DLa maison temporaire de la famille al-Madhoun à al-Mawasi, dans le sud de la bande de Gaza, ne mesure pas plus de 16 mètres carrés. C'est une tente, les murs sont en plastique gris, une fine moquette au sol, quelques matelas. Huit d'entre eux vivent ici : le père Wael al-Madhoun, 53 ans, sa femme Mona, leurs cinq fils et une fille. La famille fait la lessive et cuisine sur un petit terrain devant la tente. Ils essaient de se créer un peu d’intimité avec des bâches en plastique. Et comme il n’y a pas d’espace dans la tente elle-même, ils y entreposent également leurs vêtements et leur nourriture.

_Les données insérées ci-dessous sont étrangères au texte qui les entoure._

// This file is part of tms52xx.
// Licensed under the GPLv3. See LICENSE file in the project root for full license text.

//! Speech frames and their bitstream encoding.
//!
//! A frame is one of:
//!
//! | kind     | fields                                   | bits |
//! |----------|------------------------------------------|------|
//! | silence  | E=0                                      | 4    |
//! | stop     | E=15                                     | 4    |
//! | repeat   | E, R=1, P                                | 11   |
//! | unvoiced | E, R=0, P=0, K1..K4                      | 29   |
//! | voiced   | E, R=0, P, K1..K10                       | 50   |

use super::data::Coefficients;

/// Anything the parser can pull frame bits from.
pub trait FrameSource {
    /// Pull `count` bits, first bit in the most significant position.
    /// `None` means the source ran dry mid-field.
    fn extract_bits(&mut self, count: u8) -> Option<u16>;

    /// Checked after every field; `true` stops the parse early.
    fn ran_out(&mut self) -> bool;
}

/// ROM indices of one frame.
#[derive(Clone, Copy, Debug, Default, PartialEq, Eq)]
pub struct FrameParameters {
    /// Energy index.
    pub energy: u8,
    /// Pitch index; 0 selects noise excitation.
    pub pitch: u8,
    /// Reflection coefficient indices K1..K10.
    pub k: [u8; 10],
}

impl FrameParameters {
    /// Indices loaded when an utterance starts.
    ///
    /// These decode to values close to zero in every K ROM.
    pub const fn utterance_start() -> Self {
        Self {
            energy: 0,
            pitch: 0,
            k: [0, 0, 0, 0, 0xf, 0xf, 0xf, 0x7, 0x7, 0x7],
        }
    }

    /// Energy index 0.
    pub const fn is_silence(&self) -> bool {
        self.energy == 0
    }

    /// Energy index 15.
    pub const fn is_stop(&self) -> bool {
        self.energy == 0x0f
    }

    /// Pitch index 0.
    pub const fn is_unvoiced(&self) -> bool {
        self.pitch == 0
    }

    /// Truncate every index to the width of its frame field, so that it
    /// stays within the ROMs of `coeffs`.
    pub fn masked(mut self, coeffs: &Coefficients) -> Self {
        let mask = |bits: u8| ((1u16 << bits) - 1) as u8;
        self.energy &= mask(coeffs.energy_bits);
        self.pitch &= mask(coeffs.pitch_bits);
        for (index, &bits) in self.k.iter_mut().zip(coeffs.k_bits.iter()) {
            *index &= mask(bits);
        }
        self
    }
}

/// What kind of frame the parser found.
#[derive(Clone, Copy, Debug, PartialEq, Eq)]
pub enum FrameKind {
    /// Zero energy, no further fields.
    Silence,
    /// Stop code, ends the utterance.
    Stop,
    /// New energy and pitch, coefficients carried over.
    Repeat,
    /// Noise excited, K1..K4 only.
    Unvoiced,
    /// Chirp excited, all ten coefficients.
    Voiced,
    /// The source ran dry before the frame was complete; treated as silence.
    Underflow,
}

/// Decode one frame from `source`.
///
/// `previous` supplies the indices a repeat or partial frame keeps. On
/// underflow the fields read so far are kept but the energy is forced to 0,
/// so the frame plays as silence.
pub fn parse<S: FrameSource>(
    previous: &FrameParameters,
    coeffs: &Coefficients,
    source: &mut S,
) -> (FrameParameters, FrameKind) {
    let mut frame = *previous;
    let kind = parse_fields(&mut frame, coeffs, source);
    if kind == FrameKind::Underflow {
        frame.energy = 0;
    }
    (frame, kind)
}

fn parse_fields<S: FrameSource>(
    frame: &mut FrameParameters,
    coeffs: &Coefficients,
    source: &mut S,
) -> FrameKind {
    macro_rules! field {
        ($bits:expr) => {
            match source.extract_bits($bits) {
                Some(value) => value as u8,
                None => return FrameKind::Underflow,
            }
        };
    }

    if source.ran_out() {
        return FrameKind::Underflow;
    }
    frame.energy = field!(coeffs.energy_bits);
    if frame.energy == 0 {
        return FrameKind::Silence;
    }
    if frame.energy == coeffs.stop_energy() {
        return FrameKind::Stop;
    }
    if source.ran_out() {
        return FrameKind::Underflow;
    }

    let repeat = field!(1) != 0;
    if source.ran_out() {
        return FrameKind::Underflow;
    }
    frame.pitch = field!(coeffs.pitch_bits);
    if repeat {
        return FrameKind::Repeat;
    }
    if source.ran_out() {
        return FrameKind::Underflow;
    }

    for i in 0..4 {
        frame.k[i] = field!(coeffs.k_bits[i]);
        if (frame.pitch != 0 || i < 3) && source.ran_out() {
            return FrameKind::Underflow;
        }
    }
    // Unvoiced frames stop after K4; K5..K10 are zeroed during interpolation.
    if frame.pitch == 0 {
        return FrameKind::Unvoiced;
    }

    let last = coeffs.num_k - 1;
    for i in 4..coeffs.num_k {
        frame.k[i] = field!(coeffs.k_bits[i]);
        if i < last && source.ran_out() {
            return FrameKind::Underflow;
        }
    }
    FrameKind::Voiced
}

Selon Mona al-Madhoun, la famille a dû fuir pour la sixième fois depuis le début de la guerre contre le Hamas après les attentats du 7 octobre. Ils sont originaires d’un quartier résidentiel appelé Sheikh Zayed, près de Beit Hanoun, au nord de Gaza. De là, ils ont fui vers le sud, d’abord vers la zone métropolitaine de Jabalia, puis vers le centre de la bande de Gaza jusqu’à Az-Zawaida, de là vers la ville méridionale de Khan Younis et de là enfin vers Rafah. Comme plus d'un million d'autres personnes qui ont suivi les appels de l'armée israélienne à évacuer le nord et le centre de Gaza et se sont retrouvées à Rafah.
Le parcours de la famille al-Madhoun montre également les différentes phases de la guerre et le parcours de l'armée israélienne : du nord, où l'offensive a commencé, jusqu'à l'extrême sud de la bande de Gaza.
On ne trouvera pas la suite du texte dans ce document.